Prices on ski homes and condos tend to vary based on a wide range of location-related factors, from the quality of a property's mountain view to how close it is to ski trails, shops and restaurants. Experts recommend deciding ahead of time what you want nearby and what you're not willing to pay extra for.
Sometimes you can find ski-house bargains by getting off the beaten path -- literally. Spencer says many homes in his town are right on ski trails, but people looking for deals can buy properties that aren't and hop on Park City's complimentary buses to reach the slopes. "If you're on a ski trail, that obviously increases a home's price," he says. Ernemann says Aspen-area househunters on a budget should consider Snowmass Village, Colo., some eight miles away. "It's still part of the same resort community, but real estate there has been slower to recover and there are some great opportunities for buyers," he says.

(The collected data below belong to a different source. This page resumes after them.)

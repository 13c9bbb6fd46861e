//! Property tests pitting the engine's chunking against the simulator's.
//!
//! The simulator implements the device side of the framing
//! independently, so agreement across arbitrary payload sizes and chunk
//! bounds checks both partition arithmetics at once.

use std::sync::{Arc, Mutex};
use std::time::Duration;

use proptest::prelude::*;

use touchwire_bus::chunk_count;
use touchwire_core::{CoreError, Engine, EngineConfig, Report, ReportConsumer};
use touchwire_message::codes::REPORT_DELTA;
use touchwire_sim::{sim_pair, DeviceProfile};

#[derive(Clone, Default)]
struct Capture {
    seen: Arc<Mutex<Vec<(u8, Vec<u8>)>>>,
}

impl ReportConsumer for Capture {
    fn handle_report(&self, report: Report<'_>) {
        self.seen
            .lock()
            .expect("capture lock should not be poisoned")
            .push((report.id, report.payload.to_vec()));
    }
}

proptest! {
    /// Any report payload survives the chunked read path, whatever the
    /// read bound. The second copy is read at whatever length the
    /// predictor learned from the first.
    #[test]
    fn prop_report_payloads_survive_chunked_reads(
        payload in prop::collection::vec(any::<u8>(), 0..300),
        rd in prop_oneof![Just(0usize), 4usize..64],
    ) {
        let consumer = Capture::default();
        let (bus, handle) = sim_pair(DeviceProfile::default());
        let config = EngineConfig::default().with_chunk_sizes(rd, 0);
        let engine = Engine::builder(bus)
            .config(config)
            .consumer(consumer.clone())
            .build();

        handle.push_report(REPORT_DELTA, &payload);
        handle.push_report(REPORT_DELTA, &payload);
        engine.read_message().expect("first read should succeed");
        engine.read_message().expect("second read should succeed");

        let seen = consumer.seen.lock().expect("capture lock");
        prop_assert_eq!(seen.len(), 2);
        prop_assert_eq!(&seen[0].1, &payload);
        prop_assert_eq!(&seen[1].1, &payload);
    }

    /// Any command payload is reassembled intact by the device, whatever
    /// the write bound.
    #[test]
    fn prop_command_payloads_survive_chunked_writes(
        payload in prop::collection::vec(any::<u8>(), 0..120),
        wr in prop_oneof![Just(0usize), 2usize..32],
    ) {
        let (bus, handle) = sim_pair(DeviceProfile::default());
        let config = EngineConfig {
            wr_chunk_size: wr,
            response_timeout: Duration::from_millis(1),
            write_chunk_delay: Duration::from_micros(1),
            ..Default::default()
        };
        let engine = Engine::builder(bus).config(config).build();

        // Nobody reads the response, so the wait times out; by then the
        // bytes have crossed the bus.
        let err = engine
            .write_message(0x7F, &payload, None)
            .expect_err("unread response should time the command out");
        prop_assert!(matches!(err, CoreError::Timeout { .. }), "expected timeout, got {:?}", err);
        prop_assert_eq!(handle.last_command(), Some((0x7F, payload)));
    }

    /// Chunk counts are minimal: enough transactions to cover the bytes,
    /// never one more than needed.
    #[test]
    fn prop_chunk_count_is_minimal_cover(
        remaining in 0usize..10_000,
        space in 1usize..512,
    ) {
        let count = chunk_count(remaining, space);
        prop_assert!(count * space >= remaining);
        prop_assert!((count - 1) * space < remaining.max(1));
    }
}
//! Bus transaction seam for chunk-constrained touch-controller transports.
//!
//! A touch controller hangs off a byte-oriented bus (SPI or I2C) that moves
//! data in whole transactions: the host asks for exactly `n` bytes and the
//! device shifts out exactly `n` bytes, meaningful or not. This crate defines
//! the [`Bus`] trait the rest of touchwire drives, the transaction error
//! type, and the chunk-count arithmetic shared by the read and write paths.
//!
//! This is the lowest layer of touchwire. Everything else builds on top of
//! the [`Bus`] trait provided here.

pub mod bus;
pub mod chunk;
pub mod error;

pub use bus::Bus;
pub use chunk::chunk_count;
pub use error::{BusError, Result};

Check a property's rental value
If you plan to rent out your ski property when you're not using it, make sure you know before you buy how it will fare in the rental market. Ernemann says agents who show you properties will often prepare a free rental analysis for you. If you're worried about a broker's objectivity, most ski communities have lots of property-management firms that will give you a free market analysis in hopes of getting your future business. Understand second-home mortgages and taxes
Some lenders have different underwriting standards for second-home mortgages, so don't assume you'll qualify for a loan or get today's lowest rates if you're buying a vacation property. Ernemann says some second-home buyers end up paying around 0.5 to 1 percentage point higher interest these days than they would for a loan on a primary residence. "Some banks charge [a] premium on interest for second homes, although the spread isn't nearly as much as it used to be," he says. Buyers should also understand how federal tax rules apply to vacation homes. For instance, you can generally deduct the mortgage interest you'll pay on your vacation property -- but only on the first $1.1 million that you borrow for both your primary and secondary homes. Internal Revenue Service rules get even more complicated if you rent your ski property out for more than 14 days per year, so consider consulting with a good tax adviser before buying.